To read the bill text of H.R. 982, the "Furthering Asbestos Claim Transparency (FACT) Act of 2013,” please click here. To read the prepared testimony from the House Judiciary Committee's March 13 hearing on the bill, please click here.
Energy Future Holdings Corp., the power company that went private in a record $45 billion buyout only to say last month that it could go bankrupt, is facing a new headache as a unit's creditors have filed a $725 million lawsuit to recover unpaid interest, Reuters reported yesterday. Affiliates of the hedge fund Aurelius Capital Management LP sued seven current and former Energy Future Competitive Holdings Ltd directors, saying that they improperly let the parent once known as TXU Corp. be repaid billions of dollars of fraudulent intra-company loans without ensuring full payment to creditors. Aurelius accused Energy Future Chief Executive John Young and the other directors of showing a "demonstrated indifference" to creditors stemming in part from conflicts of interest, and said that these directors should pay the interest owed.

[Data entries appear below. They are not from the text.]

//! Error recovery strategies for the parser.
//!
//! When the parser encounters an error, it uses these strategies to
//! resynchronize and continue parsing to find more errors.

use super::Parser;
use crate::token::Token;

/// Synchronize to the next statement boundary.
///
/// This is used after encountering a parse error to skip tokens until
/// we reach a point where statement parsing can resume.
pub fn sync_to_statement_boundary(parser: &mut Parser) {
    while !parser.at_eof() {
        match parser.current() {
            // Statement-starting tokens
            Token::Function
            | Token::Class
            | Token::Type
            | Token::Let
            | Token::Const
            | Token::If
            | Token::While
            | Token::For
            | Token::Switch
            | Token::Try
            | Token::Return
            | Token::Break
            | Token::Continue
            | Token::Throw
            | Token::Import
            | Token::Export => {
                // Found a statement start, stop skipping
                return;
            }

            // Semicolon marks end of previous statement
            Token::Semicolon => {
                parser.advance();
                return;
            }

            // Closing brace might end a block
            Token::RightBrace => {
                return;
            }

            // Keep skipping
            _ => {
                parser.advance();
            }
        }
    }
}

/// Synchronize to the next expression boundary.
pub fn sync_to_expression_boundary(parser: &mut Parser) {
    while !parser.at_eof() {
        match parser.current() {
            // Expression delimiters
            Token::Semicolon | Token::Comma | Token::RightParen | Token::RightBrace | Token::RightBracket => {
                return;
            }

            // Keep skipping
            _ => {
                parser.advance();
            }
        }
    }
}

/// Skip tokens until we find one of the expected tokens.
pub fn skip_until(parser: &mut Parser, expected: &[Token]) {
    while !parser.at_eof() && !parser.check_any(expected) {
        parser.advance();
    }
}

#[cfg(test)]
mod tests {
    use super::*;
    use crate::lexer::Lexer;

    #[test]
    fn test_sync_to_statement_boundary() {
        let source = "invalid tokens let x = 42;";
        let mut parser = Parser::new(source).unwrap();

        // Skip "invalid"
        parser.advance();
        // Skip "tokens"
        parser.advance();

        sync_to_statement_boundary(&mut parser);

        // Should be at "let"
        assert!(matches!(parser.current(), Token::Let));
    }
}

Ahern Rentals Inc. says that it is ready to start searching for lenders to provide the $350 million in new financing it needs to pay down its debt and take it out of chapter 11 protection, Dow Jones Daily Bankruptcy Review reported today. The construction-equipment-rental company on Monday filed papers requesting bankruptcy court approval to hire Bank of America and its Merrill Lynch unit to put together the bankruptcy exit loan and line up lenders to participate in the financing. Bank of America would act as agent for the $350 million senior secured asset-based revolving credit facility, while its Merrill Lynch unit would serve as lead arranger and bookrunner.
Italian automaker Fiat Chief Executive Sergio Marchionne said yesterday that he expected a U.S. court to rule on the valuation of a stake in Chrysler by June or July, Reuters reported yesterday. Fiat owns 58.5 percent of Chrysler, while VEBA, a health care trust affiliated with the United Autoworkers' Union, owns the rest. As part of Chrysler's 2009 exit from bankruptcy, Fiat was given the right to buy 16.6 percent of Chrysler in tranches of up to 3.3 percent until 2016. Fiat and VEBA are in court arguing over the value of the 16.6 percent stake. The next hearing in the court case is due on April 25.